2 Steps to Strengthen the Parental Bond With Your Teen

Parenting is hard! Especially when parenting a teenager. If you have a teenager who is mean to you, don’t be alarmed there is a reason behind it.

Is your kid mean to you? Don’t take it personally!

When your child is mean to you, it doesn’t mean they don’t love you, it doesn’t mean they hate you, it doesn’t mean they’ll be mean forever.

When your kid is mean to you, it is because they have a responsibility to separate from you. The easiest way to separate from you is to be mean. When they’re mean, it causes you to back off, and it causes tension which is putting a wedge between you two.

I’m not saying this is the best way to separate but it is the easiest, and it’s very normal.

When your child is mean to you, remember, it’s a way to separate which is normal.

How do you deal with this behavior?

When your child is mean it hurts, and that’s normal too.

It’s not okay for your child to be mean but it is okay for your child to want to separate from you. Your responsibility is to help them understand they can separate from you without being mean. First, you have to understand it yourself. Doing this will help strengthen the parental bond, as they separate.

If your child is mean to you, the first step is to address the separation, and then address the behavior.

For example, here is a conversation starter for teens. Let’s say you offer to help them study for a test, and they snap at you.

Step 1. Address the separation issue.


When addressing separation, you can let your child know that you are aware they are getting older and can do things on their own.

Step 2. Address the behavior.


Let your child know when they snap at you, it hurts your feelings and hurts your relationship and parental bond. Next time, you’d prefer them to say it in a more simple, kinder way, such as “Mom, I got this.”

Expressing Your Feelings vs. Punishing Your Child

The difference between expressing your feelings to your child and punishing them is huge.
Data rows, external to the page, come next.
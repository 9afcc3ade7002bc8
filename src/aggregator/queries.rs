//! Engine operations behind each dashboard section.
//!
//! Each operation validates the columns it needs, builds a `Plan` and an
//! admission closure, and hands both to `run_pipeline`. An empty dataset
//! short-circuits to an empty result before any schema check.

use super::pipeline::{run_pipeline, Admission, Grouping, Plan, RankedRow, Sample, SortKey};
use crate::parser::dataset::Dataset;
use crate::parser::schema::{
    AggregateRow, Column, PerformanceField, QueryResult, RawRow, ReviewRecord,
};
use crate::utils::config::{
    DEFAULT_HIGH_PERFORMANCE_MAX_REVIEWS, DEFAULT_HIGH_PERFORMANCE_THRESHOLD,
    DEFAULT_LOW_PERFORMANCE_MIN_REVIEWS, DEFAULT_LOW_PERFORMANCE_THRESHOLD, DEFAULT_TOP_K,
};
use crate::utils::error::EngineError;
use log::debug;
use std::collections::BTreeSet;

/// Parameters for `rank_by_disease_class`
#[derive(Debug, Clone, PartialEq)]
pub struct RankQuery {
    pub disease_class: String,
    pub min_reviews: u64,
    pub field: PerformanceField,
}

/// Parameters for `recommend_by_condition`
#[derive(Debug, Clone, PartialEq)]
pub struct RecommendQuery {
    /// Matched case-insensitively anywhere in the condition
    pub condition_substring: String,
    pub allowed_types: BTreeSet<String>,
    pub field: PerformanceField,
    pub limit: usize,
}

/// Parameters for `find_high_performance_low_reviews`
#[derive(Debug, Clone, Copy, PartialEq)]
pub struct HighPerformanceQuery {
    pub performance_threshold: f64,
    pub max_reviews: u64,
}

impl Default for HighPerformanceQuery {
    fn default() -> Self {
        Self {
            performance_threshold: DEFAULT_HIGH_PERFORMANCE_THRESHOLD,
            max_reviews: DEFAULT_HIGH_PERFORMANCE_MAX_REVIEWS,
        }
    }
}

/// Parameters for `find_low_performance_high_reviews`
#[derive(Debug, Clone, Copy, PartialEq)]
pub struct LowPerformanceQuery {
    pub performance_threshold: f64,
    pub min_reviews: u64,
}

impl Default for LowPerformanceQuery {
    fn default() -> Self {
        Self {
            performance_threshold: DEFAULT_LOW_PERFORMANCE_THRESHOLD,
            min_reviews: DEFAULT_LOW_PERFORMANCE_MIN_REVIEWS,
        }
    }
}

/// Top drug/condition pairs within one disease class
///
/// **Public** - backs the "top drugs" section
///
/// # Returns
/// Up to 10 groups sorted by mean performance (descending)
///
/// # Errors
/// * `EngineError::Schema` - A needed column is absent from the dataset
pub fn rank_by_disease_class(
    dataset: &Dataset,
    query: &RankQuery,
) -> Result<QueryResult<AggregateRow>, EngineError> {
    if dataset.is_empty() {
        return Ok(QueryResult::empty());
    }
    require_columns(
        dataset,
        &[
            Column::DiseaseClass,
            Column::Condition,
            Column::Reviews,
            query.field.column(),
        ],
    )?;

    debug!(
        "Ranking disease class '{}' (min reviews {}, {:?})",
        query.disease_class, query.min_reviews, query.field
    );

    let plan = Plan {
        grouping: Some(Grouping::DrugCondition),
        sort: SortKey::Score,
        dedupe: false,
        limit: DEFAULT_TOP_K,
    };

    let result = run_pipeline(
        dataset.records(),
        |record| {
            if record.disease_class.as_deref() != Some(query.disease_class.as_str()) {
                return Admission::Skip;
            }
            // Rows without a condition have no (drug, condition) key
            let Some(condition) = record.condition.as_deref() else {
                return Admission::Skip;
            };
            let Some(reviews) = record.reviews else {
                return Admission::Malformed;
            };
            if reviews < query.min_reviews {
                return Admission::Skip;
            }
            let Some(score) = record.score(query.field) else {
                return Admission::Malformed;
            };
            Admission::Keep(Sample {
                drug: &record.drug,
                condition: Some(condition),
                score,
                reviews,
            })
        },
        &plan,
    );

    Ok(into_aggregate(result))
}

/// Drugs recommended for a free-text condition search
///
/// **Public** - backs the "recommendations" section
///
/// A record with no condition or no type never matches. `matched == 0`
/// on the result means nothing passed the text and type filter.
pub fn recommend_by_condition(
    dataset: &Dataset,
    query: &RecommendQuery,
) -> Result<QueryResult<AggregateRow>, EngineError> {
    if dataset.is_empty() {
        return Ok(QueryResult::empty());
    }
    require_columns(
        dataset,
        &[
            Column::Condition,
            Column::Type,
            Column::Reviews,
            query.field.column(),
        ],
    )?;

    let needle = query.condition_substring.to_lowercase();
    debug!(
        "Recommending for '{}' among types {:?}",
        needle, query.allowed_types
    );

    let plan = Plan {
        grouping: Some(Grouping::Drug),
        sort: SortKey::Score,
        dedupe: false,
        limit: query.limit,
    };

    let result = run_pipeline(
        dataset.records(),
        |record| {
            let text_match = record
                .condition
                .as_deref()
                .is_some_and(|c| c.to_lowercase().contains(&needle));
            let type_match = record
                .drug_type
                .as_ref()
                .is_some_and(|t| query.allowed_types.contains(t));
            if !(text_match && type_match) {
                return Admission::Skip;
            }
            let (Some(score), Some(reviews)) = (record.score(query.field), record.reviews) else {
                return Admission::Malformed;
            };
            Admission::Keep(Sample {
                drug: &record.drug,
                condition: record.condition.as_deref(),
                score,
                reviews,
            })
        },
        &plan,
    );

    Ok(into_aggregate(result))
}

/// Highly rated records backed by very few reviews
///
/// **Public** - deduplicated, sorted by performance (descending), top 10
pub fn find_high_performance_low_reviews(
    dataset: &Dataset,
    query: &HighPerformanceQuery,
) -> Result<QueryResult<RawRow>, EngineError> {
    if dataset.is_empty() {
        return Ok(QueryResult::empty());
    }
    require_columns(dataset, &[Column::Performance, Column::Reviews])?;

    let plan = Plan {
        grouping: None,
        sort: SortKey::Score,
        dedupe: true,
        limit: DEFAULT_TOP_K,
    };

    let result = run_pipeline(
        dataset.records(),
        |record| {
            admit_outlier(
                record,
                |performance| performance >= query.performance_threshold,
                |reviews| reviews <= query.max_reviews,
            )
        },
        &plan,
    );

    Ok(into_raw(result))
}

/// Poorly rated records with a large review count
///
/// **Public** - deduplicated, sorted by reviews (descending), top 10
pub fn find_low_performance_high_reviews(
    dataset: &Dataset,
    query: &LowPerformanceQuery,
) -> Result<QueryResult<RawRow>, EngineError> {
    if dataset.is_empty() {
        return Ok(QueryResult::empty());
    }
    require_columns(dataset, &[Column::Performance, Column::Reviews])?;

    let plan = Plan {
        grouping: None,
        sort: SortKey::Reviews,
        dedupe: true,
        limit: DEFAULT_TOP_K,
    };

    let result = run_pipeline(
        dataset.records(),
        |record| {
            admit_outlier(
                record,
                |performance| performance <= query.performance_threshold,
                |reviews| reviews > query.min_reviews,
            )
        },
        &plan,
    );

    Ok(into_raw(result))
}

/// Fail with the first column the dataset does not provide
///
/// **Private** - schema check shared by all operations
fn require_columns(dataset: &Dataset, columns: &[Column]) -> Result<(), EngineError> {
    match columns.iter().find(|c| !dataset.has_column(**c)) {
        Some(missing) => Err(EngineError::Schema {
            field: missing.name().to_string(),
        }),
        None => Ok(()),
    }
}

/// Admission for the raw outlier operations
///
/// **Private** - a known value failing its predicate is a skip, not malformed
fn admit_outlier<'a>(
    record: &'a ReviewRecord,
    performance_ok: impl Fn(f64) -> bool,
    reviews_ok: impl Fn(u64) -> bool,
) -> Admission<'a> {
    if record.performance.is_some_and(|p| !performance_ok(p))
        || record.reviews.is_some_and(|r| !reviews_ok(r))
    {
        return Admission::Skip;
    }
    match (record.performance, record.reviews) {
        (Some(performance), Some(reviews)) => Admission::Keep(Sample {
            drug: &record.drug,
            condition: record.condition.as_deref(),
            score: performance,
            reviews,
        }),
        _ => Admission::Malformed,
    }
}

fn into_aggregate(result: QueryResult<RankedRow<'_>>) -> QueryResult<AggregateRow> {
    QueryResult {
        rows: result
            .rows
            .into_iter()
            .map(|row| AggregateRow {
                drug: row.drug.to_string(),
                condition: row.condition.map(str::to_string),
                avg_performance: row.score,
                reviews: row.reviews,
                records: row.records,
            })
            .collect(),
        matched: result.matched,
        excluded: result.excluded,
    }
}

fn into_raw(result: QueryResult<RankedRow<'_>>) -> QueryResult<RawRow> {
    QueryResult {
        rows: result
            .rows
            .into_iter()
            .map(|row| RawRow {
                drug: row.drug.to_string(),
                condition: row.condition.map(str::to_string),
                performance: row.score,
                reviews: row.reviews,
            })
            .collect(),
        matched: result.matched,
        excluded: result.excluded,
    }
}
If you scold them, it gives your child the impression that you can’t handle the separation which leads to other problems.

Do call them out on being mean, but first, address the separating and let them know you are okay with that but you are not okay with them being mean.

Separating is important for your child because they’ve been dependant on you their entire life and they need to learn how to move towards independence.

Parents have to learn when it’s time to start letting their child go because that’s how the parent-child relationship starts transitioning from a child who is dependant on them to a child who is independent.